RAW DATA:
"""

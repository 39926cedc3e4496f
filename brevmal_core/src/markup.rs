use std::ops::Range;

use logos::Logos;
use serde::Deserialize;
use serde::Serialize;

use crate::position::LineTable;
use crate::position::Point;

/// Elements that never have content or a closing tag.
const VOID_ELEMENTS: [&str; 14] = [
	"area", "base", "br", "col", "embed", "hr", "img", "input", "link", "meta", "param",
	"source", "track", "wbr",
];

/// Elements whose content is not markup. Everything up to the matching end
/// tag is skipped.
const RAW_TEXT_ELEMENTS: [&str; 4] = ["script", "style", "textarea", "title"];

/// Elements whose end tag may be omitted.
const OPTIONAL_CLOSE_ELEMENTS: [&str; 19] = [
	"p", "li", "dt", "dd", "option", "optgroup", "thead", "tbody", "tfoot", "tr", "td", "th",
	"colgroup", "caption", "rt", "rp", "html", "head", "body",
];

/// Flat tokens produced by logos for markup structure checks.
#[derive(Logos, Debug, Clone, Copy, PartialEq)]
enum RawToken {
	#[token("<!--")]
	CommentOpen,
	#[token("-->")]
	CommentClose,
	#[regex(r"<![^-][^>]*>")]
	#[regex(r"<\?[^>]*>")]
	Declaration,
	#[regex(r"<[a-zA-Z][a-zA-Z0-9:_-]*")]
	StartTagOpen,
	#[regex(r"</[a-zA-Z][a-zA-Z0-9:_-]*[ \t\r\n]*>")]
	EndTag,
	#[token("/>")]
	SelfClose,
	#[token(">")]
	TagClose,
	#[token("\"")]
	DoubleQuote,
	#[token("'")]
	SingleQuote,
	#[token("<")]
	Lt,
	#[token("/")]
	Slash,
	#[token("-")]
	Dash,
	#[regex(r#"[^<>/"'-]+"#)]
	Text,
}

/// A structural problem in document markup.
#[derive(Debug, Clone, PartialEq, Eq, Serialize, Deserialize)]
#[non_exhaustive]
pub enum MarkupIssue {
	/// A closing tag with no open element of that name.
	UnexpectedClose { name: String },
	/// A closing tag that skips over an element that must be closed first.
	MismatchedClose { expected: String, found: String },
	UnterminatedComment,
	/// A start tag that never reaches its `>`.
	UnterminatedStartTag { name: String },
	/// An element still open at the end of the document.
	UnclosedElement { name: String },
}

impl std::fmt::Display for MarkupIssue {
	fn fmt(&self, f: &mut std::fmt::Formatter<'_>) -> std::fmt::Result {
		match self {
			Self::UnexpectedClose { name } => write!(f, "unexpected closing tag `</{name}>`"),
			Self::MismatchedClose { expected, found } => {
				write!(f, "expected `</{expected}>` but found `</{found}>`")
			}
			Self::UnterminatedComment => write!(f, "unterminated comment"),
			Self::UnterminatedStartTag { name } => write!(f, "unterminated start tag `<{name}`"),
			Self::UnclosedElement { name } => write!(f, "unclosed element `<{name}>`"),
		}
	}
}

#[derive(Debug, Clone, PartialEq, Eq, Serialize, Deserialize)]
pub struct MarkupDiagnostic {
	pub issue: MarkupIssue,
	pub point: Point,
}

impl MarkupDiagnostic {
	pub fn message(&self) -> String {
		format!("{} at {}", self.issue, self.point)
	}
}

/// Check that `markup` is structurally well formed.
///
/// This is a tolerant check rather than a full HTML parser: void elements
/// need no end tag, optionally closed elements (`p`, `li`, `td` and friends)
/// close implicitly, and the content of raw-text elements such as `script`
/// is skipped. An empty result means the markup is well formed.
pub fn check_well_formed(markup: &str) -> Vec<MarkupDiagnostic> {
	let mut walker = MarkupWalker::new(markup);
	walker.walk();
	walker.finish()
}

struct OpenElement {
	name: String,
	offset: usize,
}

/// Walks the logos token stream keeping a stack of open elements.
struct MarkupWalker<'a> {
	source: &'a str,
	tokens: Vec<(Result<RawToken, ()>, Range<usize>)>,
	cursor: usize,
	lines: LineTable,
	stack: Vec<OpenElement>,
	diagnostics: Vec<MarkupDiagnostic>,
}

impl<'a> MarkupWalker<'a> {
	fn new(source: &'a str) -> Self {
		Self {
			source,
			tokens: RawToken::lexer(source).spanned().collect(),
			cursor: 0,
			lines: LineTable::new(source),
			stack: Vec::new(),
			diagnostics: Vec::new(),
		}
	}

	/// Take the next token, or `None` at the end of input.
	fn next(&mut self) -> Option<(Result<RawToken, ()>, Range<usize>)> {
		let token = self.tokens.get(self.cursor).cloned()?;
		self.cursor += 1;
		Some(token)
	}

	fn report(&mut self, issue: MarkupIssue, offset: usize) {
		self.diagnostics.push(MarkupDiagnostic {
			issue,
			point: self.lines.point(offset),
		});
	}

	fn walk(&mut self) {
		while let Some((token, span)) = self.next() {
			match token {
				Ok(RawToken::CommentOpen) => {
					if !self.skip_until(|token, _| token == RawToken::CommentClose) {
						self.report(MarkupIssue::UnterminatedComment, span.start);
						return;
					}
				}
				Ok(RawToken::StartTagOpen) => {
					let name = self.source[span.start + 1..span.end].to_ascii_lowercase();
					if !self.open_element(name, span.start) {
						return;
					}
				}
				Ok(RawToken::EndTag) => {
					let name = end_tag_name(&self.source[span.clone()]);
					if !VOID_ELEMENTS.contains(&name.as_str()) {
						self.close_element(&name, span.start);
					}
				}
				_ => {}
			}
		}
	}

	/// Handle a start tag. Returns `false` when the rest of the input can no
	/// longer be checked.
	fn open_element(&mut self, name: String, offset: usize) -> bool {
		let Some(self_closed) = self.read_start_tag() else {
			self.report(MarkupIssue::UnterminatedStartTag { name }, offset);
			return false;
		};

		if self_closed || VOID_ELEMENTS.contains(&name.as_str()) {
			return true;
		}

		if RAW_TEXT_ELEMENTS.contains(&name.as_str()) {
			let source = self.source;
			let closed = self.skip_until(|token, span| {
				token == RawToken::EndTag && end_tag_name(&source[span]) == name
			});
			if !closed {
				self.report(MarkupIssue::UnclosedElement { name }, offset);
			}
			return closed;
		}

		self.stack.push(OpenElement { name, offset });
		true
	}

	/// Consume the rest of a start tag. Returns whether it was self-closing,
	/// or `None` if the input ends first. Quoted attribute values may contain
	/// `>`.
	fn read_start_tag(&mut self) -> Option<bool> {
		while let Some((token, _)) = self.next() {
			match token {
				Ok(RawToken::TagClose) => return Some(false),
				Ok(RawToken::SelfClose) => return Some(true),
				Ok(quote @ (RawToken::DoubleQuote | RawToken::SingleQuote)) => {
					if !self.skip_until(|token, _| token == quote) {
						return None;
					}
				}
				_ => {}
			}
		}

		None
	}

	fn close_element(&mut self, name: &str, offset: usize) {
		let Some(index) = self.stack.iter().rposition(|open| open.name == name) else {
			self.report(
				MarkupIssue::UnexpectedClose {
					name: name.to_string(),
				},
				offset,
			);
			return;
		};

		let blocking = self.stack[index + 1..]
			.iter()
			.rev()
			.find(|open| !OPTIONAL_CLOSE_ELEMENTS.contains(&open.name.as_str()))
			.map(|open| open.name.clone());
		if let Some(expected) = blocking {
			self.report(
				MarkupIssue::MismatchedClose {
					expected,
					found: name.to_string(),
				},
				offset,
			);
		}

		self.stack.truncate(index);
	}

	/// Advance past the first token matching `predicate`. Returns `false` if
	/// no token matches.
	fn skip_until(&mut self, predicate: impl Fn(RawToken, Range<usize>) -> bool) -> bool {
		while let Some((token, span)) = self.next() {
			if let Ok(token) = token {
				if predicate(token, span) {
					return true;
				}
			}
		}

		false
	}

	fn finish(mut self) -> Vec<MarkupDiagnostic> {
		let unclosed: Vec<OpenElement> = std::mem::take(&mut self.stack)
			.into_iter()
			.filter(|open| !OPTIONAL_CLOSE_ELEMENTS.contains(&open.name.as_str()))
			.collect();
		for open in unclosed {
			self.report(MarkupIssue::UnclosedElement { name: open.name }, open.offset);
		}

		self.diagnostics.sort_by_key(|diagnostic| diagnostic.point.offset);
		self.diagnostics
	}
}

fn end_tag_name(slice: &str) -> String {
	slice
		.trim_start_matches("</")
		.trim_end_matches('>')
		.trim_end()
		.to_ascii_lowercase()
}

"""

TASK DIRECTIONS:
For the entries above, give only the number of lines that contain the word "true".

ANSWER BOX:
4